## Assignment
Write out the whole listing again, exactly as given.

## Source records

BEGIN

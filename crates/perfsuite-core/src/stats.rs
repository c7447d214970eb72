// Dweve Perfsuite - Benchmark Suite Inspection Toolkit
//
// Copyright (c) 2025 Dweve IP B.V. and individual contributors.
//
// SPDX-License-Identifier: Apache-2.0
//
// Licensed under the Apache License, Version 2.0 (the "License");
// you may not use this file except in compliance with the License.
// You may obtain a copy of the License in the LICENSE file at the
// root of this repository or at: http://www.apache.org/licenses/LICENSE-2.0
//
// Unless required by applicable law or agreed to in writing, software
// distributed under the License is distributed on an "AS IS" BASIS,
// WITHOUT WARRANTIES OR CONDITIONS OF ANY KIND, either express or implied.
// See the License for the specific language governing permissions and
// limitations under the License.

//! Statistics over benchmark samples.
//!
//! All functions take samples in seconds and return `None` when the input
//! cannot produce a meaningful value (empty input, or fewer than two
//! samples for the standard deviation).

/// Arithmetic mean.
pub fn mean(samples: &[f64]) -> Option<f64> {
    if samples.is_empty() {
        return None;
    }
    Some(samples.iter().sum::<f64>() / samples.len() as f64)
}

/// Sample standard deviation (Bessel's correction).
pub fn stdev(samples: &[f64]) -> Option<f64> {
    if samples.len() < 2 {
        return None;
    }
    let mean = mean(samples)?;
    let variance = samples.iter().map(|v| (v - mean).powi(2)).sum::<f64>()
        / (samples.len() - 1) as f64;
    Some(variance.sqrt())
}

/// Median of the samples.
pub fn median(samples: &[f64]) -> Option<f64> {
    percentile(samples, 50.0)
}

/// Percentile using linear interpolation between closest ranks.
///
/// `p` is clamped to `0.0..=100.0`.
pub fn percentile(samples: &[f64], p: f64) -> Option<f64> {
    if samples.is_empty() {
        return None;
    }
    let mut sorted = samples.to_vec();
    sorted.sort_by(|a, b| a.total_cmp(b));

    let rank = p.clamp(0.0, 100.0) / 100.0 * (sorted.len() - 1) as f64;
    let lower = rank.floor() as usize;
    let upper = rank.ceil() as usize;
    let fraction = rank - lower as f64;
    Some(sorted[lower] + (sorted[upper] - sorted[lower]) * fraction)
}

pub fn min(samples: &[f64]) -> Option<f64> {
    samples.iter().copied().min_by(|a, b| a.total_cmp(b))
}

pub fn max(samples: &[f64]) -> Option<f64> {
    samples.iter().copied().max_by(|a, b| a.total_cmp(b))
}

/// Statistical summary of a benchmark's samples.
#[derive(Debug, Clone, PartialEq)]
pub struct Summary {
    /// Number of samples.
    pub count: usize,
    pub mean: f64,
    /// Standard deviation, absent with a single sample.
    pub stdev: Option<f64>,
    pub min: f64,
    pub max: f64,
    pub median: f64,
    /// 5th percentile.
    pub p5: f64,
    /// 25th percentile.
    pub p25: f64,
    /// 75th percentile.
    pub p75: f64,
    /// 95th percentile.
    pub p95: f64,
}

impl Summary {
    /// Summarise samples; `None` when there are no samples at all.
    pub fn from_samples(samples: &[f64]) -> Option<Self> {
        Some(Summary {
            count: samples.len(),
            mean: mean(samples)?,
            stdev: stdev(samples),
            min: min(samples)?,
            max: max(samples)?,
            median: median(samples)?,
            p5: percentile(samples, 5.0)?,
            p25: percentile(samples, 25.0)?,
            p75: percentile(samples, 75.0)?,
            p95: percentile(samples, 95.0)?,
        })
    }
}

#[cfg(test)]
mod tests {
    use super::*;

    #[test]
    fn test_mean() {
        assert_eq!(mean(&[1.0, 1.5, 2.0]), Some(1.5));
        assert_eq!(mean(&[]), None);
    }

    #[test]
    fn test_stdev() {
        assert_eq!(stdev(&[1.0, 1.5, 2.0]), Some(0.5));
        assert_eq!(stdev(&[1.0]), None);
    }

    #[test]
    fn test_median_even_and_odd() {
        assert_eq!(median(&[3.0, 1.0, 2.0]), Some(2.0));
        assert_eq!(median(&[4.0, 1.0, 2.0, 3.0]), Some(2.5));
    }

    #[test]
    fn test_percentile_bounds() {
        let samples = [5.0, 1.0, 3.0];
        assert_eq!(percentile(&samples, 0.0), Some(1.0));
        assert_eq!(percentile(&samples, 100.0), Some(5.0));
        assert_eq!(percentile(&samples, 250.0), Some(5.0));
    }

    #[test]
    fn test_summary() {
        let summary = Summary::from_samples(&[1.0, 2.0, 3.0, 4.0, 5.0]).unwrap();
        assert_eq!(summary.count, 5);
        assert_eq!(summary.mean, 3.0);
        assert_eq!(summary.min, 1.0);
        assert_eq!(summary.max, 5.0);
        assert_eq!(summary.median, 3.0);
        assert_eq!(summary.p25, 2.0);
        assert_eq!(summary.p75, 4.0);
        assert!(Summary::from_samples(&[]).is_none());
    }
}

END

## Finished exercise
filename crates/perfsuite-core/src/stats.rs
repository c7447d214970eb72
// Dweve Perfsuite - Benchmark Suite Inspection Toolkit
//
// Copyright (c) 2025 Dweve IP B.V. and individual contributors.
//
// SPDX-License-Identifier: Apache-2.0
//
// Licensed under the Apache License, Version 2.0 (the "License");
// you may not use this file except in compliance with the License.
// You may obtain a copy of the License in the LICENSE file at the
// root of this repository or at: http://www.apache.org/licenses/LICENSE-2.0
//
// Unless required by applicable law or agreed to in writing, software
// distributed under the License is distributed on an "AS IS" BASIS,
// WITHOUT WARRANTIES OR CONDITIONS OF ANY KIND, either express or implied.
// See the License for the specific language governing permissions and
// limitations under the License.

//! Statistics over benchmark samples.
//!
//! All functions take samples in seconds and return `None` when the input
//! cannot produce a meaningful value (empty input, or fewer than two
//! samples for the standard deviation).

/// Arithmetic mean.
pub fn mean(samples: &[f64]) -> Option<f64> {
    if samples.is_empty() {
        return None;
    }
    Some(samples.iter().sum::<f64>() / samples.len() as f64)
}

/// Sample standard deviation (Bessel's correction).
pub fn stdev(samples: &[f64]) -> Option<f64> {
    if samples.len() < 2 {
        return None;
    }
    let mean = mean(samples)?;
    let variance = samples.iter().map(|v| (v - mean).powi(2)).sum::<f64>()
        / (samples.len() - 1) as f64;
    Some(variance.sqrt())
}

/// Median of the samples.
pub fn median(samples: &[f64]) -> Option<f64> {
    percentile(samples, 50.0)
}

/// Percentile using linear interpolation between closest ranks.
///
/// `p` is clamped to `0.0..=100.0`.
pub fn percentile(samples: &[f64], p: f64) -> Option<f64> {
    if samples.is_empty() {
        return None;
    }
    let mut sorted = samples.to_vec();
    sorted.sort_by(|a, b| a.total_cmp(b));

    let rank = p.clamp(0.0, 100.0) / 100.0 * (sorted.len() - 1) as f64;
    let lower = rank.floor() as usize;
    let upper = rank.ceil() as usize;
    let fraction = rank - lower as f64;
    Some(sorted[lower] + (sorted[upper] - sorted[lower]) * fraction)
}

pub fn min(samples: &[f64]) -> Option<f64> {
    samples.iter().copied().min_by(|a, b| a.total_cmp(b))
}

pub fn max(samples: &[f64]) -> Option<f64> {
    samples.iter().copied().max_by(|a, b| a.total_cmp(b))
}

/// Statistical summary of a benchmark's samples.
#[derive(Debug, Clone, PartialEq)]
pub struct Summary {
    /// Number of samples.
    pub count: usize,
    pub mean: f64,
    /// Standard deviation, absent with a single sample.
    pub stdev: Option<f64>,
    pub min: f64,
    pub max: f64,
    pub median: f64,
    /// 5th percentile.
    pub p5: f64,
    /// 25th percentile.
    pub p25: f64,
    /// 75th percentile.
    pub p75: f64,
    /// 95th percentile.
    pub p95: f64,
}

impl Summary {
    /// Summarise samples; `None` when there are no samples at all.
    pub fn from_samples(samples: &[f64]) -> Option<Self> {
        Some(Summary {
            count: samples.len(),
            mean: mean(samples)?,
            stdev: stdev(samples),
            min: min(samples)?,
            max: max(samples)?,
            median: median(samples)?,
            p5: percentile(samples, 5.0)?,
            p25: percentile(samples, 25.0)?,
            p75: percentile(samples, 75.0)?,
            p95: percentile(samples, 95.0)?,
        })
    }
}

#[cfg(test)]
mod tests {
    use super::*;

    #[test]
    fn test_mean() {
        assert_eq!(mean(&[1.0, 1.5, 2.0]), Some(1.5));
        assert_eq!(mean(&[]), None);
    }

    #[test]
    fn test_stdev() {
        assert_eq!(stdev(&[1.0, 1.5, 2.0]), Some(0.5));
        assert_eq!(stdev(&[1.0]), None);
    }

    #[test]
    fn test_median_even_and_odd() {
        assert_eq!(median(&[3.0, 1.0, 2.0]), Some(2.0));
        assert_eq!(median(&[4.0, 1.0, 2.0, 3.0]), Some(2.5));
    }

    #[test]
    fn test_percentile_bounds() {
        let samples = [5.0, 1.0, 3.0];
        assert_eq!(percentile(&samples, 0.0), Some(1.0));
        assert_eq!(percentile(&samples, 100.0), Some(5.0));
        assert_eq!(percentile(&samples, 250.0), Some(5.0));
    }

    #[test]
    fn test_summary() {
        let summary = Summary::from_samples(&[1.0, 2.0, 3.0, 4.0, 5.0]).unwrap();
        assert_eq!(summary.count, 5);
        assert_eq!(summary.mean, 3.0);
        assert_eq!(summary.min, 1.0);
        assert_eq!(summary.max, 5.0);
        assert_eq!(summary.median, 3.0);
        assert_eq!(summary.p25, 2.0);
        assert_eq!(summary.p75, 4.0);
        assert!(Summary::from_samples(&[]).is_none());
    }
}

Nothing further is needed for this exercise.